/---

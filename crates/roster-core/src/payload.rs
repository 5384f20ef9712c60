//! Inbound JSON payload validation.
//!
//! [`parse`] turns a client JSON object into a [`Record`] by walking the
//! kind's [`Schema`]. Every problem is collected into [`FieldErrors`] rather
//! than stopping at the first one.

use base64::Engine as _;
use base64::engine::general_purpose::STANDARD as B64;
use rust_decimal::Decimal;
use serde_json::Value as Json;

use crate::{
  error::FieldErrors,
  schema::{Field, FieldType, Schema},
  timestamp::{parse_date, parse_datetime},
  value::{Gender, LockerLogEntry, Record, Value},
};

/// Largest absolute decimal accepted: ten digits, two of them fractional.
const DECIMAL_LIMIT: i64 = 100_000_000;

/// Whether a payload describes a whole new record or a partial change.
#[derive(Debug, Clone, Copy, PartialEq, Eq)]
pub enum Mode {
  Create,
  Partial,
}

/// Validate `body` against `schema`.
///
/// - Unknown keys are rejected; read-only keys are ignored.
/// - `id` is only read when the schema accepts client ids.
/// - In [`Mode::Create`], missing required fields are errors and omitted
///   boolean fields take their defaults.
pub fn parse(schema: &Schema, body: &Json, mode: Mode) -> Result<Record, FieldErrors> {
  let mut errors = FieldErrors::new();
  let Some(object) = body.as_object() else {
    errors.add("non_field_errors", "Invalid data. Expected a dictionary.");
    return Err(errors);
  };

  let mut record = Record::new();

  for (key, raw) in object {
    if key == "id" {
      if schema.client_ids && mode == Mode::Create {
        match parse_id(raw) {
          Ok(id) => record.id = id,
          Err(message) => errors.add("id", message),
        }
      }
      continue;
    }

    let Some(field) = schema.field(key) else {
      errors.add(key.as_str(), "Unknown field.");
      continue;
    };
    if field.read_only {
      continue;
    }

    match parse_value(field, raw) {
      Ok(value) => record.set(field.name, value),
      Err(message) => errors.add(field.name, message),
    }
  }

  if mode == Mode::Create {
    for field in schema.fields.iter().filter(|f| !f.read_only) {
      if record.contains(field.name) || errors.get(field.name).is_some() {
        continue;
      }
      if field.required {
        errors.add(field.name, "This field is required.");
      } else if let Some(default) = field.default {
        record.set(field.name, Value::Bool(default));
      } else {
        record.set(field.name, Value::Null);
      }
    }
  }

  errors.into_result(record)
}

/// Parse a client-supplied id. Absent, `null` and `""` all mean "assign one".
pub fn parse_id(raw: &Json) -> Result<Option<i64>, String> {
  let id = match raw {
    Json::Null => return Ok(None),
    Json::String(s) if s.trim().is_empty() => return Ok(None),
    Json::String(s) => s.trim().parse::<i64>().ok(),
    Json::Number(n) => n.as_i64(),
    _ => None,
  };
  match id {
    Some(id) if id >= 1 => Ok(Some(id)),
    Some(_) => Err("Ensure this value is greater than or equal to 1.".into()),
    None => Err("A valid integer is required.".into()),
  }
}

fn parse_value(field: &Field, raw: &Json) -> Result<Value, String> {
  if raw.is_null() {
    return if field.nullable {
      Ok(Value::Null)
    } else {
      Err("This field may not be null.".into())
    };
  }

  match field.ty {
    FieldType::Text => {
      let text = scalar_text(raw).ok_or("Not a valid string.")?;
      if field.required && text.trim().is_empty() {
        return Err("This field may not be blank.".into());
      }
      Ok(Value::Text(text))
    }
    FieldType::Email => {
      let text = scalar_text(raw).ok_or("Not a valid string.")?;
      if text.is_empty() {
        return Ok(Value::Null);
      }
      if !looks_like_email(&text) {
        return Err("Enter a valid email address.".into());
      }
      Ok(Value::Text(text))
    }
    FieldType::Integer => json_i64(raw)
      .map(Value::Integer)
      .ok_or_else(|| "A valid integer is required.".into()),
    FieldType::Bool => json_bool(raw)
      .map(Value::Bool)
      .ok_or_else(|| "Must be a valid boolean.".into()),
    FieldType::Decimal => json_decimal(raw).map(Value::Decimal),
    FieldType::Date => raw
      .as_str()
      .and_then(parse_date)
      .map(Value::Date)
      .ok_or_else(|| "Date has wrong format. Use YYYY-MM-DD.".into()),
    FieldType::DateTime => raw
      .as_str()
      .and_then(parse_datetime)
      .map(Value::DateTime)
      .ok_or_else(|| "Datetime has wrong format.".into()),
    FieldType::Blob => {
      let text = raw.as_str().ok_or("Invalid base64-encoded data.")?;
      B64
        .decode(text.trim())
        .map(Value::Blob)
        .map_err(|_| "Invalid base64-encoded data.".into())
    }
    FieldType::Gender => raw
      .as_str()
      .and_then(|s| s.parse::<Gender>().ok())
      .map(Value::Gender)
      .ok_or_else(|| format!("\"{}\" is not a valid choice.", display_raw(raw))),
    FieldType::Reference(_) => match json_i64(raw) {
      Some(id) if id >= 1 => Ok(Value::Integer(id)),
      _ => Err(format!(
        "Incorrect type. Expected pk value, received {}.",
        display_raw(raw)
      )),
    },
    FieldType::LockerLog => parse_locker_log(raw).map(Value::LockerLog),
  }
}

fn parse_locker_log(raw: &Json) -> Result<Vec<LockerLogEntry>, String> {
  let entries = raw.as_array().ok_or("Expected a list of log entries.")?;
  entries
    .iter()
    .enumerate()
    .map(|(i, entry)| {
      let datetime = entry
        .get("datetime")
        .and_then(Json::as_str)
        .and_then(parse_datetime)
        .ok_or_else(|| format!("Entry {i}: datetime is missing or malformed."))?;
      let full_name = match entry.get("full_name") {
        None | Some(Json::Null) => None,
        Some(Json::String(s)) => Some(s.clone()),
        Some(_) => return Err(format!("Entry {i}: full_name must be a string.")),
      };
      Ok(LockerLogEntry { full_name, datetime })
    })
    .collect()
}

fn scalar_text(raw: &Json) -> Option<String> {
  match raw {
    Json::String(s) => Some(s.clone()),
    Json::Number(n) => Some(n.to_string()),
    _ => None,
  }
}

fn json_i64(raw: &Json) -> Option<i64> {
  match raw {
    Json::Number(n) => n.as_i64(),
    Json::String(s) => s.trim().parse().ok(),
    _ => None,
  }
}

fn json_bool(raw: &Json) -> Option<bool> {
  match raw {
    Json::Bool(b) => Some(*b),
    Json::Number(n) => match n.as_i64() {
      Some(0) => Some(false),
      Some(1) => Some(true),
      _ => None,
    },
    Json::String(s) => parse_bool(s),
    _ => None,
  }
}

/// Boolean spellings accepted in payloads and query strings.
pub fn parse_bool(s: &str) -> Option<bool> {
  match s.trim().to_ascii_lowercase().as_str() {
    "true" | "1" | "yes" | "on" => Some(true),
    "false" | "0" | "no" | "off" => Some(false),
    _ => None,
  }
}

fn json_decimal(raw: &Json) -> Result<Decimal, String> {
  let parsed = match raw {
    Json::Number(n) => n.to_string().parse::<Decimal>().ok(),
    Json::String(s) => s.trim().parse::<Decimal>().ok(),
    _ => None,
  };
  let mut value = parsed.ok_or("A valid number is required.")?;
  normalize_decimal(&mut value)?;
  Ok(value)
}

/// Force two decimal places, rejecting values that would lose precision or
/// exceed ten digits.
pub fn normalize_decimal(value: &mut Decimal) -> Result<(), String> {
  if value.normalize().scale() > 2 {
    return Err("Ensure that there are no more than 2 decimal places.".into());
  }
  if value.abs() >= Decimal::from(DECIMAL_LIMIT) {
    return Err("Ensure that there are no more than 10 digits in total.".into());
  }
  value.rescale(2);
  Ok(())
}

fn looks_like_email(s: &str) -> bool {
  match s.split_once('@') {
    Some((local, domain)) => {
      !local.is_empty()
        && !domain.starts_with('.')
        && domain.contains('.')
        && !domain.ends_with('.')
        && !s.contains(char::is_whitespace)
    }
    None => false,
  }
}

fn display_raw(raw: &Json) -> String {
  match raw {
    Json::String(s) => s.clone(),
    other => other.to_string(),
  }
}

\---

• [TASK OBJECTIVE]: From the line containing "fn looks_like_email(s: &str)" to the last line of the listing, write everything out exactly. Nothing outside that stretch belongs.

• [OUTPUT FOR THIS EXERCISE]:
fn looks_like_email(s: &str) -> bool {
  match s.split_once('@') {
    Some((local, domain)) => {
      !local.is_empty()
        && !domain.starts_with('.')
        && domain.contains('.')
        && !domain.ends_with('.')
        && !s.contains(char::is_whitespace)
    }
    None => false,
  }
}

fn display_raw(raw: &Json) -> String {
  match raw {
    Json::String(s) => s.clone(),
    other => other.to_string(),
  }
}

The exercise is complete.